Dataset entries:
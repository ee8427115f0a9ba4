//! The erasure adapter: wraps a [`TypedOperator`] so it can sit in the chain's homogeneous
//! `dyn StreamOperator` storage.

use std::cell::RefCell;
use std::marker::PhantomData;
use std::rc::Rc;

use crate::metrics::MetricGroup;
use crate::operator::{
    BoundedMultiInput, BoundedOneInput, InputKind, OpResult, StreamOperator, TwoInputOperator,
};
use crate::output::OutputSink;
use crate::record::ErasedRecord;
use crate::watermark::{LatencyMarker, Watermark};

use super::typed::{TypedOperator, TypedOutput};

/// A handle to an operator already installed in the chain. `Rc<RefCell<_>>` rather than a plain
/// reference because a chaining output and the chain controller's flat operator list both need a
/// live handle to the same operator, and the chain never leaves the single task thread that owns
/// it (see `DESIGN.md` for the single-threaded justification for not requiring `Send`/`Sync`
/// here).
pub type OperatorHandle = Rc<RefCell<dyn StreamOperator>>;

/// Bridges a [`TypedOperator<In, Out, In2>`] into [`StreamOperator`]. Holds the operator's own
/// output sink internally, the way the reference engine's operators hold `this.output`, so the
/// erased `process_element`/etc. signatures never take an output parameter.
pub struct Erase<In, Out, O, In2 = ()> {
    inner: O,
    output: Box<dyn OutputSink>,
    metrics: MetricGroup,
    _marker: PhantomData<fn(In, In2) -> Out>,
}

impl<In, Out, O, In2> Erase<In, Out, O, In2>
where
    O: TypedOperator<In, Out, In2>,
{
    pub fn new(inner: O, output: Box<dyn OutputSink>) -> Self {
        Self {
            inner,
            output,
            metrics: MetricGroup::new(),
            _marker: PhantomData,
        }
    }

    fn typed_output(&mut self) -> TypedOutput<'_, Out>
    where
        Out: Send + 'static,
    {
        TypedOutput::new(&mut *self.output)
    }
}

fn downcast_mismatch(expected: &str) -> crate::error::OperatorError {
    format!("process_element invoked with a value that does not downcast to `{expected}`").into()
}

impl<In, Out, O, In2> StreamOperator for Erase<In, Out, O, In2>
where
    In: Send + 'static,
    Out: Send + 'static,
    In2: Send + 'static,
    O: TypedOperator<In, Out, In2>,
{
    fn process_element(&mut self, record: ErasedRecord) -> OpResult<()> {
        let typed = record
            .downcast::<In>()
            .map_err(|_| downcast_mismatch(std::any::type_name::<In>()))?;
        self.inner.set_key_context_element(typed.value());
        let mut out = self.typed_output();
        self.inner.process_element(typed, &mut out)
    }

    fn process_watermark(&mut self, watermark: Watermark) -> OpResult<()> {
        let mut out = self.typed_output();
        let result = self.inner.process_watermark(watermark, &mut out);
        // `self.output`'s own gauge is updated by the sink unconditionally (even while stream
        // status is idle and forwarding is suppressed, §4.2), so reading it back here is what
        // keeps `currentOutputWatermark` (§6) honest for this operator regardless of the outcome.
        self.metrics.current_output_watermark.set(self.output.watermark_gauge());
        result
    }

    fn process_latency_marker(&mut self, marker: LatencyMarker) -> OpResult<()> {
        let mut out = self.typed_output();
        self.inner.process_latency_marker(marker, &mut out)
    }

    fn set_key_context_element(&mut self, record: &ErasedRecord) {
        if let Some(value) = record.value().downcast_ref::<In>() {
            self.inner.set_key_context_element(value);
        }
    }

    fn close(&mut self) -> OpResult<()> {
        let mut out = self.typed_output();
        self.inner.close(&mut out)
    }

    fn prepare_snapshot_pre_barrier(&mut self, checkpoint_id: u64) -> OpResult<()> {
        self.inner.prepare_snapshot_pre_barrier(checkpoint_id)
    }

    fn metric_group(&self) -> &MetricGroup {
        &self.metrics
    }

    fn display_name(&self) -> &str {
        self.inner.display_name()
    }

    fn input_kind(&self) -> InputKind {
        self.inner.input_kind()
    }

    fn as_bounded_one_input(&mut self) -> Option<&mut dyn BoundedOneInput> {
        if self.inner.supports_bounded_one_input() {
            Some(self)
        } else {
            None
        }
    }

    fn as_bounded_multi_input(&mut self) -> Option<&mut dyn BoundedMultiInput> {
        if self.inner.supports_bounded_multi_input() {
            Some(self)
        } else {
            None
        }
    }

    fn as_two_input(&mut self) -> Option<&mut dyn TwoInputOperator> {
        if self.inner.supports_two_input() {
            Some(self)
        } else {
            None
        }
    }
}

impl<In, Out, O, In2> BoundedOneInput for Erase<In, Out, O, In2>
where
    In: Send + 'static,
    Out: Send + 'static,
    In2: Send + 'static,
    O: TypedOperator<In, Out, In2>,
{
    fn end_input(&mut self) -> OpResult<()> {
        let mut out = self.typed_output();
        self.inner.end_input(&mut out)
    }
}

impl<In, Out, O, In2> BoundedMultiInput for Erase<In, Out, O, In2>
where
    In: Send + 'static,
    Out: Send + 'static,
    In2: Send + 'static,
    O: TypedOperator<In, Out, In2>,
{
    fn end_input(&mut self, input_id: usize) -> OpResult<()> {
        let mut out = self.typed_output();
        self.inner.end_input_multi(input_id, &mut out)
    }
}

impl<In, Out, O, In2> TwoInputOperator for Erase<In, Out, O, In2>
where
    In: Send + 'static,
    Out: Send + 'static,
    In2: Send + 'static,
    O: TypedOperator<In, Out, In2>,
{
    fn process_element2(&mut self, record: ErasedRecord) -> OpResult<()> {
        let typed = record
            .downcast::<In2>()
            .map_err(|_| downcast_mismatch(std::any::type_name::<In2>()))?;
        let mut out = self.typed_output();
        self.inner.process_element2(typed, &mut out)
    }

    fn process_watermark2(&mut self, watermark: Watermark) -> OpResult<()> {
        let mut out = self.typed_output();
        self.inner.process_watermark2(watermark, &mut out)
    }
}

#[cfg(test)]
mod tests {
    use super::*;
    use crate::record::StreamRecord;

    struct Increment;

    impl TypedOperator<i32, i32> for Increment {
        fn process_element(&mut self, record: StreamRecord<i32>, out: &mut TypedOutput<'_, i32>) -> OpResult<()> {
            out.collect(record.map(|v| v + 1))
        }

        fn display_name(&self) -> &str {
            "increment"
        }
    }

    struct RecordingSink {
        received: Rc<RefCell<Vec<i32>>>,
    }

    impl OutputSink for RecordingSink {
        fn collect(&mut self, record: ErasedRecord) -> crate::error::ChainResult<()> {
            let value = *record.into_value().downcast::<i32>().unwrap();
            self.received.borrow_mut().push(value);
            Ok(())
        }

        fn collect_tagged(
            &mut self,
            _tag: &crate::output_tag::ErasedOutputTag,
            _record: ErasedRecord,
        ) -> crate::error::ChainResult<()> {
            Ok(())
        }

        fn emit_watermark(&mut self, _watermark: Watermark) -> crate::error::ChainResult<()> {
            Ok(())
        }

        fn emit_latency_marker(&mut self, _marker: LatencyMarker) -> crate::error::ChainResult<()> {
            Ok(())
        }

        fn close(&mut self) -> crate::error::ChainResult<()> {
            Ok(())
        }

        fn watermark_gauge(&self) -> crate::record::Timestamp {
            crate::record::NO_WATERMARK
        }
    }

    #[test]
    fn erased_operator_downcasts_and_forwards() {
        let received = Rc::new(RefCell::new(Vec::new()));
        let sink = RecordingSink {
            received: received.clone(),
        };
        let mut op = Erase::new(Increment, Box::new(sink));
        op.process_element(StreamRecord::new(41i32).erase()).unwrap();
        assert_eq!(*received.borrow(), vec![42]);
    }

    #[test]
    fn process_element_with_wrong_type_reports_mismatch() {
        let received = Rc::new(RefCell::new(Vec::new()));
        let sink = RecordingSink { received };
        let mut op = Erase::new(Increment, Box::new(sink));
        let err = op
            .process_element(StreamRecord::new("not an i32".to_string()).erase())
            .unwrap_err();
        assert!(err.to_string().contains("i32"));
    }

    #[derive(Default)]
    struct SinkOperator {
        metrics: MetricGroup,
    }

    impl StreamOperator for SinkOperator {
        fn process_element(&mut self, _record: ErasedRecord) -> OpResult<()> {
            Ok(())
        }
        fn process_watermark(&mut self, _watermark: Watermark) -> OpResult<()> {
            Ok(())
        }
        fn process_latency_marker(&mut self, _marker: LatencyMarker) -> OpResult<()> {
            Ok(())
        }
        fn set_key_context_element(&mut self, _record: &ErasedRecord) {}
        fn close(&mut self) -> OpResult<()> {
            Ok(())
        }
        fn metric_group(&self) -> &MetricGroup {
            &self.metrics
        }
        fn display_name(&self) -> &str {
            "sink"
        }
        fn input_kind(&self) -> InputKind {
            InputKind::One
        }
    }

    #[test]
    fn process_watermark_mirrors_the_output_sinks_gauge_into_current_output_watermark() {
        use crate::output::chaining::ChainingOutput;
        use crate::watermark::StreamStatus;
        use std::cell::Cell;

        let downstream: Rc<RefCell<dyn StreamOperator>> = Rc::new(RefCell::new(SinkOperator::default()));
        let status = Rc::new(Cell::new(StreamStatus::Active));
        let chaining = ChainingOutput::new(downstream, None, status);
        let mut op = Erase::new(Increment, Box::new(chaining));

        op.process_watermark(Watermark::new(77)).unwrap();
        assert_eq!(op.metric_group().current_output_watermark.get(), 77);
    }
}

● **ACTION ITEM**
Looking at the data above, show all lines where the word "received" occurs.

● **REPLY TO THE TASK**
        received: Rc<RefCell<Vec<i32>>>,
            self.received.borrow_mut().push(value);
        let received = Rc::new(RefCell::new(Vec::new()));
            received: received.clone(),
        assert_eq!(*received.borrow(), vec![42]);
        let received = Rc::new(RefCell::new(Vec::new()));
        let sink = RecordingSink { received };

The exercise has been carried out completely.